Looking for an alternative to old-fashioned potato salad? Feast your eyes on our Sweet-Potato-Lime Salad, flavored with balsamic vinegar, lime and fresh herbs. Sweet potatoes and yams are loaded with beta-carotene, which the body converts into vitamin A. The beta-carotene in fruits and vegetables may help protect against breast cancer, vision problems and sun damage to the skin. Beta-carotene is fat-soluble, meaning your body needs dietary fat to help break it down. Try drizzling your salad with olive oil, tossing in a handful of nuts, or garnishing with avocado slices.
Yield: 4 servings
3 large sweet potatoes and/or yams, cut into bite-size pieces (4 cups)

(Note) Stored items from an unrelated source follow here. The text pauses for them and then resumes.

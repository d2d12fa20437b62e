use crate::FsUsage;
use chrono::Utc;

/// Graphite metric paths cannot carry slashes: `/` becomes `root`, the
/// leading slash is dropped, and inner slashes turn into underscores
/// (`/var/log` -> `var_log`).
pub fn sanitize_mount(mount_point: &str) -> String {
    if mount_point == "/" {
        return "root".to_string();
    }
    mount_point
        .strip_prefix('/')
        .unwrap_or(mount_point)
        .replace('/', "_")
}

/// Current Unix time, captured once per run so every line in one emission
/// shares a timestamp.
pub fn metric_timestamp() -> i64 {
    Utc::now().timestamp()
}

/// Graphite plaintext lines for the usage emitter: byte figures, used
/// percentage, and inode figures. Inode counts are emitted even when the
/// filesystem reports none; only the percentage needs a nonzero total.
pub fn usage_lines(scheme: &str, mount_point: &str, usage: &FsUsage, timestamp: i64) -> Vec<String> {
    let mount = sanitize_mount(mount_point);
    let mut lines = vec![
        format!("{}.{}.used_bytes {} {}", scheme, mount, usage.used_bytes, timestamp),
        format!("{}.{}.total_bytes {} {}", scheme, mount, usage.total_bytes, timestamp),
        format!("{}.{}.free_bytes {} {}", scheme, mount, usage.free_bytes, timestamp),
        format!(
            "{}.{}.used_percent {:.2} {}",
            scheme,
            mount,
            usage.used_percent(),
            timestamp
        ),
        format!("{}.{}.inodes_used {} {}", scheme, mount, usage.inodes_used, timestamp),
        format!("{}.{}.inodes_total {} {}", scheme, mount, usage.inodes_total, timestamp),
        format!("{}.{}.inodes_free {} {}", scheme, mount, usage.inodes_free, timestamp),
    ];
    if usage.has_inodes() {
        lines.push(format!(
            "{}.{}.inodes_used_percent {:.2} {}",
            scheme,
            mount,
            usage.inodes_used_percent(),
            timestamp
        ));
    }
    lines
}

/// Graphite plaintext lines for the capacity emitter: megabyte figures and
/// the used percentage.
pub fn capacity_lines(
    scheme: &str,
    mount_point: &str,
    usage: &FsUsage,
    timestamp: i64,
) -> Vec<String> {
    let mount = sanitize_mount(mount_point);
    vec![
        format!("{}.{}.used_mb {} {}", scheme, mount, to_mb(usage.used_bytes), timestamp),
        format!("{}.{}.total_mb {} {}", scheme, mount, to_mb(usage.total_bytes), timestamp),
        format!("{}.{}.free_mb {} {}", scheme, mount, to_mb(usage.free_bytes), timestamp),
        format!(
            "{}.{}.used_percent {:.2} {}",
            scheme,
            mount,
            usage.used_percent(),
            timestamp
        ),
    ]
}

fn to_mb(bytes: u64) -> u64 {
    bytes / 1024 / 1024
}
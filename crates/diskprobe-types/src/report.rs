use crate::{DeviceVerdict, RunVerdict, Severity, bracketed};

/// Message frames for one check: the text before the finding list at each
/// non-OK level, and the fixed all-clear sentence.
#[derive(Debug, Clone, Copy)]
pub struct CheckLabels {
    pub critical: &'static str,
    pub warning: &'static str,
    pub all_ok: &'static str,
}

/// Fold per-device verdicts into the one-line fleet result.
///
/// Fleet severity is the max over device severities. The message lists the
/// reasons of the devices sitting at that dominant severity, in the order the
/// devices were resolved; findings from calmer devices are dropped from the
/// line (they were still recorded on their verdicts).
pub fn aggregate_verdicts(verdicts: &[DeviceVerdict], labels: &CheckLabels) -> RunVerdict {
    let severity = verdicts
        .iter()
        .map(|v| v.severity)
        .max()
        .unwrap_or(Severity::Ok);

    match severity {
        Severity::Ok => RunVerdict::ok(labels.all_ok),
        Severity::Warning => {
            let findings = reasons_at(verdicts, Severity::Warning);
            RunVerdict::warning(format!("{}: {}", labels.warning, bracketed(&findings)))
        }
        Severity::Critical => {
            let findings = reasons_at(verdicts, Severity::Critical);
            RunVerdict::critical(format!("{}: {}", labels.critical, bracketed(&findings)))
        }
    }
}

fn reasons_at(verdicts: &[DeviceVerdict], severity: Severity) -> Vec<String> {
    verdicts
        .iter()
        .filter(|v| v.severity == severity)
        .flat_map(|v| v.reasons.iter().cloned())
        .collect()
}
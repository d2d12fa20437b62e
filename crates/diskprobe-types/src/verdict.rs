use serde::{Deserialize, Serialize};
use std::fmt;

use crate::Severity;

/// Everything one check learned about a single device.
///
/// Reasons accumulate; the severity only escalates. A device that produced
/// three findings keeps all three strings even though the fleet line may
/// surface only the dominant ones.
#[derive(Debug, Clone, PartialEq, Eq, Serialize, Deserialize)]
pub struct DeviceVerdict {
    pub device: String,
    pub severity: Severity,
    pub reasons: Vec<String>,
}

impl DeviceVerdict {
    pub fn ok(device: impl Into<String>) -> Self {
        Self {
            device: device.into(),
            severity: Severity::Ok,
            reasons: Vec::new(),
        }
    }

    /// Record a finding, escalating the device severity if needed.
    pub fn record(&mut self, severity: Severity, reason: impl Into<String>) {
        self.severity = self.severity.max(severity);
        self.reasons.push(reason.into());
    }
}

/// The one-line result of a whole check run.
#[derive(Debug, Clone, PartialEq, Eq, Serialize, Deserialize)]
pub struct RunVerdict {
    pub severity: Severity,
    pub message: String,
}

impl RunVerdict {
    pub fn new(severity: Severity, message: impl Into<String>) -> Self {
        Self {
            severity,
            message: message.into(),
        }
    }

    pub fn ok(message: impl Into<String>) -> Self {
        Self::new(Severity::Ok, message)
    }

    pub fn warning(message: impl Into<String>) -> Self {
        Self::new(Severity::Warning, message)
    }

    pub fn critical(message: impl Into<String>) -> Self {
        Self::new(Severity::Critical, message)
    }
}

impl fmt::Display for RunVerdict {
    fn fmt(&self, f: &mut fmt::Formatter<'_>) -> fmt::Result {
        write!(f, "{} - {}", self.severity, self.message)
    }
}

/// Render findings as `[a, b, c]` for the fleet line.
pub fn bracketed(items: &[String]) -> String {
    format!("[{}]", items.join(", "))
}
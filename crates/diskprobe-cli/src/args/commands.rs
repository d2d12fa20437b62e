use super::common::{FilterArgs, SmartArgs};
use clap::Subcommand;
use diskprobe_smart::{DEFAULT_LONG_TEST_INTERVAL, DEFAULT_SHORT_TEST_INTERVAL};
use diskprobe_system::FSTAB_PATH;
use std::path::PathBuf;

#[derive(Subcommand)]
pub enum Commands {
    #[command(about = "Run a health check probe (one verdict line, plugin exit code)")]
    Check {
        #[command(subcommand)]
        command: CheckCommand,
    },

    #[command(about = "Emit Graphite plaintext metrics")]
    Metrics {
        #[command(subcommand)]
        command: MetricsCommand,
    },
}

#[derive(Subcommand)]
pub enum CheckCommand {
    #[command(about = "SMART overall-health self-assessment (smartctl -H)")]
    SmartHealth {
        #[command(flatten)]
        smart: SmartArgs,
    },

    #[command(about = "SMART offline data collection / self-test execution status")]
    SmartStatus {
        #[command(flatten)]
        smart: SmartArgs,
    },

    #[command(about = "SMART self-test log: failed tests and test staleness")]
    SmartTests {
        #[command(flatten)]
        smart: SmartArgs,

        /// Maximum hours since the last short self-test (0 disables)
        #[arg(short = 'l', long, default_value_t = DEFAULT_SHORT_TEST_INTERVAL)]
        short_test_interval: u64,

        /// Maximum hours since the last extended self-test (0 disables)
        #[arg(short = 't', long, default_value_t = DEFAULT_LONG_TEST_INTERVAL)]
        long_test_interval: u64,
    },

    #[command(about = "Filesystem usage against warning/critical thresholds")]
    DiskUsage {
        /// Warning threshold percentage for disk usage
        #[arg(short = 'w', long)]
        warning: f64,

        /// Critical threshold percentage for disk usage
        #[arg(short = 'c', long)]
        critical: f64,

        #[command(flatten)]
        filter: FilterArgs,
    },

    #[command(about = "Every fstab filesystem is actually mounted")]
    FstabMounts {
        /// Path to the fstab file
        #[arg(short = 'f', long, default_value = FSTAB_PATH)]
        fstab_path: PathBuf,
    },
}

#[derive(Subcommand)]
pub enum MetricsCommand {
    #[command(about = "Byte and inode usage per filesystem, Graphite plaintext")]
    DiskUsage {
        /// Metric naming scheme prefix
        #[arg(short = 's', long, default_value = "disk_usage")]
        scheme: String,

        #[command(flatten)]
        filter: FilterArgs,
    },

    #[command(about = "Megabyte-denominated capacity per filesystem, Graphite plaintext")]
    DiskCapacity {
        /// Metric naming scheme prefix
        #[arg(short = 's', long, default_value = "disk_capacity")]
        scheme: String,

        #[command(flatten)]
        filter: FilterArgs,
    },
}
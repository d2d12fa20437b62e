pub mod report;
pub mod severity;
pub mod thresholds;
pub mod verdict;

pub use report::*;
pub use severity::*;
pub use thresholds::*;
pub use verdict::*;
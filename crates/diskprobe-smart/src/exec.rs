use crate::SmartConfig;
use std::io::Read;
use std::process::{Child, Command, ExitStatus, Stdio};
use std::time::{Duration, Instant};

/// Output tokens that mean the device cannot do SMART at all. smartctl
/// prints them regardless of how it exits, so the scan ignores the
/// exit status entirely.
pub const UNSUPPORTED_MARKERS: [&str; 2] = ["Unsupported", "Unknown"];

/// Captured result of one smartctl invocation.
///
/// The exit status is advisory only; `output` is authoritative for parsing.
/// Failure detail is carried as data so the evaluator can fold it into the
/// device verdict instead of aborting the fleet.
#[derive(Debug, Clone, PartialEq, Eq)]
pub struct DiagnosticOutcome {
    /// Combined stdout and stderr text.
    pub output: String,
    /// True on spawn failure, wait failure, timeout, or non-zero exit.
    pub command_failed: bool,
    /// Human-readable failure detail when `command_failed` is set.
    pub failure: Option<String>,
}

impl DiagnosticOutcome {
    pub fn clean(output: String) -> Self {
        Self {
            output,
            command_failed: false,
            failure: None,
        }
    }

    pub fn failed(output: String, failure: String) -> Self {
        Self {
            output,
            command_failed: true,
            failure: Some(failure),
        }
    }

    /// Whether the output carries an unsupported-device marker.
    pub fn unsupported(&self) -> bool {
        UNSUPPORTED_MARKERS
            .iter()
            .any(|marker| self.output.contains(marker))
    }

    pub fn failure_detail(&self) -> &str {
        self.failure.as_deref().unwrap_or("command failed")
    }
}

/// Access to per-device diagnostics.
///
/// The evaluators run against this seam, so the checks can be exercised
/// without real hardware or a smartctl installation.
pub trait DiagnosticTool {
    /// Health summary (`smartctl -H`).
    fn health_summary(&self, device: &str) -> DiagnosticOutcome;

    /// Full report (`smartctl -a`): status lines, attributes, self-test log.
    fn full_report(&self, device: &str) -> DiagnosticOutcome;
}

/// The real tool: invokes smartctl under sudo with a bounded wait.
pub struct Smartctl {
    path: String,
    timeout: Duration,
}

impl Smartctl {
    pub fn new(path: impl Into<String>, timeout: Duration) -> Self {
        Self {
            path: path.into(),
            timeout,
        }
    }

    pub fn from_config(config: &SmartConfig) -> Self {
        Self::new(config.smartctl_path.clone(), config.command_timeout)
    }

    fn run(&self, flag: &str, device: &str) -> DiagnosticOutcome {
        let mut command = Command::new("sudo");
        command
            .arg(&self.path)
            .arg(flag)
            .arg(device)
            .stdin(Stdio::null())
            .stdout(Stdio::piped())
            .stderr(Stdio::piped());

        let mut child = match command.spawn() {
            Ok(child) => child,
            Err(err) => return DiagnosticOutcome::failed(String::new(), err.to_string()),
        };

        // The pipes must drain while we poll, or a child writing more than
        // one pipe buffer of report text blocks forever and reads as a
        // timeout
        let stdout_reader = spawn_reader(child.stdout.take());
        let stderr_reader = spawn_reader(child.stderr.take());

        match wait_bounded(&mut child, self.timeout) {
            Ok(Some(status)) => {
                let output = collect_output(stdout_reader, stderr_reader);
                if status.success() {
                    DiagnosticOutcome::clean(output)
                } else {
                    DiagnosticOutcome::failed(output, describe_exit(status))
                }
            }
            Ok(None) => {
                let _ = child.kill();
                let _ = child.wait();
                let output = collect_output(stdout_reader, stderr_reader);
                DiagnosticOutcome::failed(
                    output,
                    format!("timed out after {}s", self.timeout.as_secs()),
                )
            }
            Err(err) => {
                let _ = child.kill();
                let _ = child.wait();
                let output = collect_output(stdout_reader, stderr_reader);
                DiagnosticOutcome::failed(output, err.to_string())
            }
        }
    }
}

impl DiagnosticTool for Smartctl {
    fn health_summary(&self, device: &str) -> DiagnosticOutcome {
        self.run("-H", device)
    }

    fn full_report(&self, device: &str) -> DiagnosticOutcome {
        self.run("-a", device)
    }
}

/// Poll the child until it exits or the timeout lapses; `Ok(None)` means the
/// caller owns killing it.
fn wait_bounded(child: &mut Child, timeout: Duration) -> std::io::Result<Option<ExitStatus>> {
    let start = Instant::now();
    loop {
        match child.try_wait()? {
            Some(status) => return Ok(Some(status)),
            None => {
                if start.elapsed() > timeout {
                    return Ok(None);
                }
                std::thread::sleep(Duration::from_millis(100));
            }
        }
    }
}

/// Drain one pipe on its own thread. The reader runs to EOF, which a kill
/// forces by closing the child's end.
fn spawn_reader<R>(pipe: Option<R>) -> Option<std::thread::JoinHandle<String>>
where
    R: Read + Send + 'static,
{
    pipe.map(|mut pipe| {
        std::thread::spawn(move || {
            let mut text = String::new();
            let _ = pipe.read_to_string(&mut text);
            text
        })
    })
}

/// Join the reader threads: whatever the child wrote, stdout first, then
/// stderr.
fn collect_output(
    stdout: Option<std::thread::JoinHandle<String>>,
    stderr: Option<std::thread::JoinHandle<String>>,
) -> String {
    let mut text = String::new();
    for handle in [stdout, stderr].into_iter().flatten() {
        if let Ok(piece) = handle.join() {
            text.push_str(&piece);
        }
    }
    text
}

fn describe_exit(status: ExitStatus) -> String {
    match status.code() {
        Some(code) => format!("exit status {}", code),
        None => "terminated by signal".to_string(),
    }
}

1 bunch green onions, chopped (about 1/2 cup)
1 red bell pepper, seeded and chopped (about 1 cup)
1/2 sweet onion, chopped
4 ribs celery, chopped (about 1 cup)
2 tablespoons balsamic vinegar
juice and zest of 1-2 limes (about 2 tablespoons of juice, or to taste)
1/2 cup chopped parsley or cilantro
1. Steam sweet potatoes for 10 to 12 minutes, until tender but still firm, or bake at 400°F until just tender. Peel and cube. Place in a bowl.
2. Add green onions, red pepper, sweet onion, celery, vinegar, lime juice and zest, and parsley. Mix.